Quiet quitting refers to employees doing the minimum required work without going above and beyond. Gallup operationalized this social media term by equating it with their "not engaged" category, which represents 62% of the global workforce.

Also known as: disengagement, minimum viable effort, checked out

Why It Matters

Gallup's State of the Global Workplace 2023 report put hard numbers behind the quiet quitting phenomenon. The 62% of employees classified as "not engaged" are not actively hostile. They show up, do the minimum, and leave. They are psychologically disconnected from their work. Gallup estimates this disengagement costs the global economy $8.8 trillion annually, roughly 9% of global GDP.

What It Is Not

Quiet quitting is not laziness, and framing it that way misses the point. It is a rational response to environments where extra effort goes unrecognized, where managers are absent or ineffective, or where the work itself feels disconnected from meaningful outcomes. The term describes a symptom. The cause is almost always a management or systems problem, not a character problem.

The Manager Connection

Gallup's data consistently shows that the manager is the single largest factor in employee engagement. Teams with effective managers (those who provide clear expectations, regular feedback, and development opportunities) have significantly lower rates of quiet quitting. The fix is not motivational speeches or perks. It is better management systems and practices.
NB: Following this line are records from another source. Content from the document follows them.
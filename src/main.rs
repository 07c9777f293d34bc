use axum::{
    extract::State,
    middleware as axum_middleware,
    routing::{delete, get, post},
    Router,
};
use serde_json::{json, Value};
use tower_http::{cors::CorsLayer, trace::TraceLayer};

use dispatch_api_rust::{database, handlers, middleware, services, state::AppState};

#[tokio::main]
async fn main() {
    // Load .env if present so cargo run picks up DATABASE_URL, JWT_SECRET, etc.
    let _ = dotenvy::dotenv();

    tracing_subscriber::fmt::init();

    let cfg = dispatch_api_rust::config::config();
    tracing::info!("Starting Dispatch API in {:?} mode", cfg.environment);

    let pool = database::init_pool()
        .await
        .expect("failed to initialize database pool");

    sqlx::migrate!()
        .run(&pool)
        .await
        .expect("failed to run database migrations");

    database::rls::ensure_rls_role(&pool)
        .await
        .expect("failed to bootstrap the restricted database role");

    services::seed::seed_super_admin(&pool)
        .await
        .expect("failed to seed superadmin");

    let state = AppState::new(pool);
    let app = app(state);

    // Allow tests or deployments to override port via env
    let port = std::env::var("DISPATCH_API_PORT")
        .ok()
        .or_else(|| std::env::var("PORT").ok())
        .and_then(|s| s.parse::<u16>().ok())
        .unwrap_or(3000);

    let bind_addr = format!("0.0.0.0:{}", port);
    let listener = tokio::net::TcpListener::bind(&bind_addr)
        .await
        .unwrap_or_else(|e| panic!("failed to bind {}: {}", bind_addr, e));

    tracing::info!("Dispatch API listening on http://{}", bind_addr);

    axum::serve(listener, app).await.expect("server");
}

fn app(state: AppState) -> Router {
    // Every route in here runs inside the request context pipeline:
    // token verification, tenant transaction, RLS bindings, commit/rollback.
    let protected = Router::new()
        .route(
            "/api/missions",
            get(handlers::missions::list_missions).post(handlers::missions::create_mission),
        )
        .route("/api/missions/plan", post(handlers::missions::plan_routes))
        .route(
            "/api/vehicles",
            get(handlers::vehicles::list_vehicles).post(handlers::vehicles::create_vehicle),
        )
        .route(
            "/api/branches",
            get(handlers::branches::list_branches).post(handlers::branches::create_branch),
        )
        .route("/api/branches/:id", delete(handlers::branches::delete_branch))
        .route(
            "/api/drivers",
            get(handlers::drivers::list_drivers).post(handlers::drivers::create_driver),
        )
        .route("/api/invites", post(handlers::invites::create_invite))
        .route("/api/invites/:id", delete(handlers::invites::revoke_invite))
        .route("/api/balance", get(handlers::balance::get_balance))
        .route("/api/balance/purchase", post(handlers::balance::purchase))
        .route(
            "/api/mobile/me",
            get(handlers::mobile::get_me).patch(handlers::mobile::update_me),
        )
        .layer(axum_middleware::from_fn_with_state(
            state.clone(),
            middleware::context::context_pipeline,
        ));

    Router::new()
        // Public
        .route("/", get(root))
        .route("/health", get(health))
        .route("/auth/login", post(handlers::auth::login))
        .route("/auth/refresh", post(handlers::auth::refresh))
        .route("/auth/logout", post(handlers::auth::logout))
        .route("/auth/register-company", post(handlers::auth::register_company))
        .route("/auth/mobile/register", post(handlers::auth::mobile_register))
        .merge(protected)
        // Global middleware
        .layer(CorsLayer::permissive())
        .layer(TraceLayer::new_for_http())
        .with_state(state)
}

async fn root() -> axum::response::Json<Value> {
    let version = env!("CARGO_PKG_VERSION");

    axum::response::Json(json!({
        "success": true,
        "data": {
            "name": "Dispatch API",
            "version": version,
            "description": "Multi-tenant delivery routing backend",
            "endpoints": {
                "home": "/ (public)",
                "auth": "/auth/* (public - token acquisition)",
                "missions": "/api/missions (protected)",
                "vehicles": "/api/vehicles (protected)",
                "invites": "/api/invites (protected)",
                "balance": "/api/balance (protected)",
                "mobile": "/api/mobile/me (protected)",
            }
        }
    }))
}

async fn health(State(state): State<AppState>) -> impl axum::response::IntoResponse {
    let now = chrono::Utc::now();

    match database::health_check(&state.pool).await {
        Ok(_) => (
            axum::http::StatusCode::OK,
            axum::response::Json(json!({
                "success": true,
                "data": {
                    "status": "ok",
                    "timestamp": now,
                    "database": "ok"
                }
            })),
        ),
        Err(e) => (
            axum::http::StatusCode::SERVICE_UNAVAILABLE,
            axum::response::Json(json!({
                "success": false,
                "error": "database unavailable",
                "data": {
                    "status": "degraded",
                    "timestamp": now,
                    "database_error": e.to_string()
                }
            })),
        ),
    }
}
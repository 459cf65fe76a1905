//! 日期區間與回溯窗口

use chrono::{Days, NaiveDate};
use serde::{Deserialize, Serialize};

/// 閉區間日期範圍 `[from, to]`
#[derive(Debug, Clone, Copy, PartialEq, Eq, Hash, Serialize, Deserialize)]
pub struct DateRange {
    /// 起始日期（含）
    pub from: NaiveDate,

    /// 結束日期（含）
    pub to: NaiveDate,
}

impl DateRange {
    /// 創建日期範圍，起訖顛倒時自動交換
    pub fn new(from: NaiveDate, to: NaiveDate) -> Self {
        if from <= to {
            Self { from, to }
        } else {
            Self { from: to, to: from }
        }
    }

    /// 以基準日為終點、回溯 `lookback_days` 天的窗口 `[as_of - L, as_of]`
    ///
    /// `lookback_days = 0` 時窗口只包含基準日當天。
    /// 回溯超出日期下限時截斷於 `NaiveDate::MIN`。
    ///
    /// ```
    /// use chrono::NaiveDate;
    /// use invmetrics_core::DateRange;
    ///
    /// let as_of = NaiveDate::from_ymd_opt(2025, 11, 30).unwrap();
    /// let window = DateRange::lookback(as_of, 30);
    /// assert_eq!(window.from, NaiveDate::from_ymd_opt(2025, 10, 31).unwrap());
    /// assert_eq!(window.to, as_of);
    /// ```
    pub fn lookback(as_of: NaiveDate, lookback_days: u32) -> Self {
        let from = as_of
            .checked_sub_days(Days::new(u64::from(lookback_days)))
            .unwrap_or(NaiveDate::MIN);
        Self { from, to: as_of }
    }

    /// 單日窗口
    pub fn single_day(date: NaiveDate) -> Self {
        Self {
            from: date,
            to: date,
        }
    }

    /// 檢查日期是否落在區間內
    pub fn contains(&self, date: NaiveDate) -> bool {
        self.from <= date && date <= self.to
    }

    /// 區間包含的天數
    pub fn num_days(&self) -> i64 {
        (self.to - self.from).num_days() + 1
    }
}

/// 基準日之後的連續 `horizon_days` 天（不含基準日）
///
/// 超出日期上限的部分直接略過。
pub fn days_after(as_of: NaiveDate, horizon_days: u32) -> Vec<NaiveDate> {
    (1..=u64::from(horizon_days))
        .map_while(|offset| as_of.checked_add_days(Days::new(offset)))
        .collect()
}

#[cfg(test)]
mod tests {
    use super::*;
    use rstest::rstest;

    fn date(y: i32, m: u32, d: u32) -> NaiveDate {
        NaiveDate::from_ymd_opt(y, m, d).unwrap()
    }

    #[rstest]
    #[case(0, date(2025, 11, 30), 1)]
    #[case(30, date(2025, 10, 31), 31)]
    #[case(365, date(2024, 11, 30), 366)]
    fn test_lookback_window(
        #[case] lookback: u32,
        #[case] expected_from: NaiveDate,
        #[case] expected_days: i64,
    ) {
        let as_of = date(2025, 11, 30);
        let window = DateRange::lookback(as_of, lookback);

        assert_eq!(window.from, expected_from);
        assert_eq!(window.to, as_of);
        assert_eq!(window.num_days(), expected_days);
    }

    #[test]
    fn test_lookback_clamps_at_min_date() {
        let window = DateRange::lookback(NaiveDate::MIN, 30);
        assert_eq!(window.from, NaiveDate::MIN);
        assert_eq!(window.num_days(), 1);
    }

    #[test]
    fn test_contains_is_inclusive() {
        let window = DateRange::new(date(2025, 11, 10), date(2025, 11, 1));

        assert_eq!(window.from, date(2025, 11, 1));
        assert!(window.contains(date(2025, 11, 1)));
        assert!(window.contains(date(2025, 11, 10)));
        assert!(!window.contains(date(2025, 11, 11)));
        assert!(!window.contains(date(2025, 10, 31)));
    }

    #[test]
    fn test_days_after() {
        let dates = days_after(date(2025, 12, 30), 3);
        assert_eq!(
            dates,
            vec![date(2025, 12, 31), date(2026, 1, 1), date(2026, 1, 2)]
        );

        // 日期上限
        assert!(days_after(NaiveDate::MAX, 5).is_empty());
    }
}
  • Ensure every team member has clear expectations and regular feedback
  • Connect daily work to outcomes that matter, not just task completion
  • Address management capability gaps before blaming employee attitude
  • Track engagement as a leading indicator, not just a survey metric

Source

Gallup, State of the Global Workplace 2023. Gallup equates "quiet quitting" with the "not engaged" segment of their engagement framework.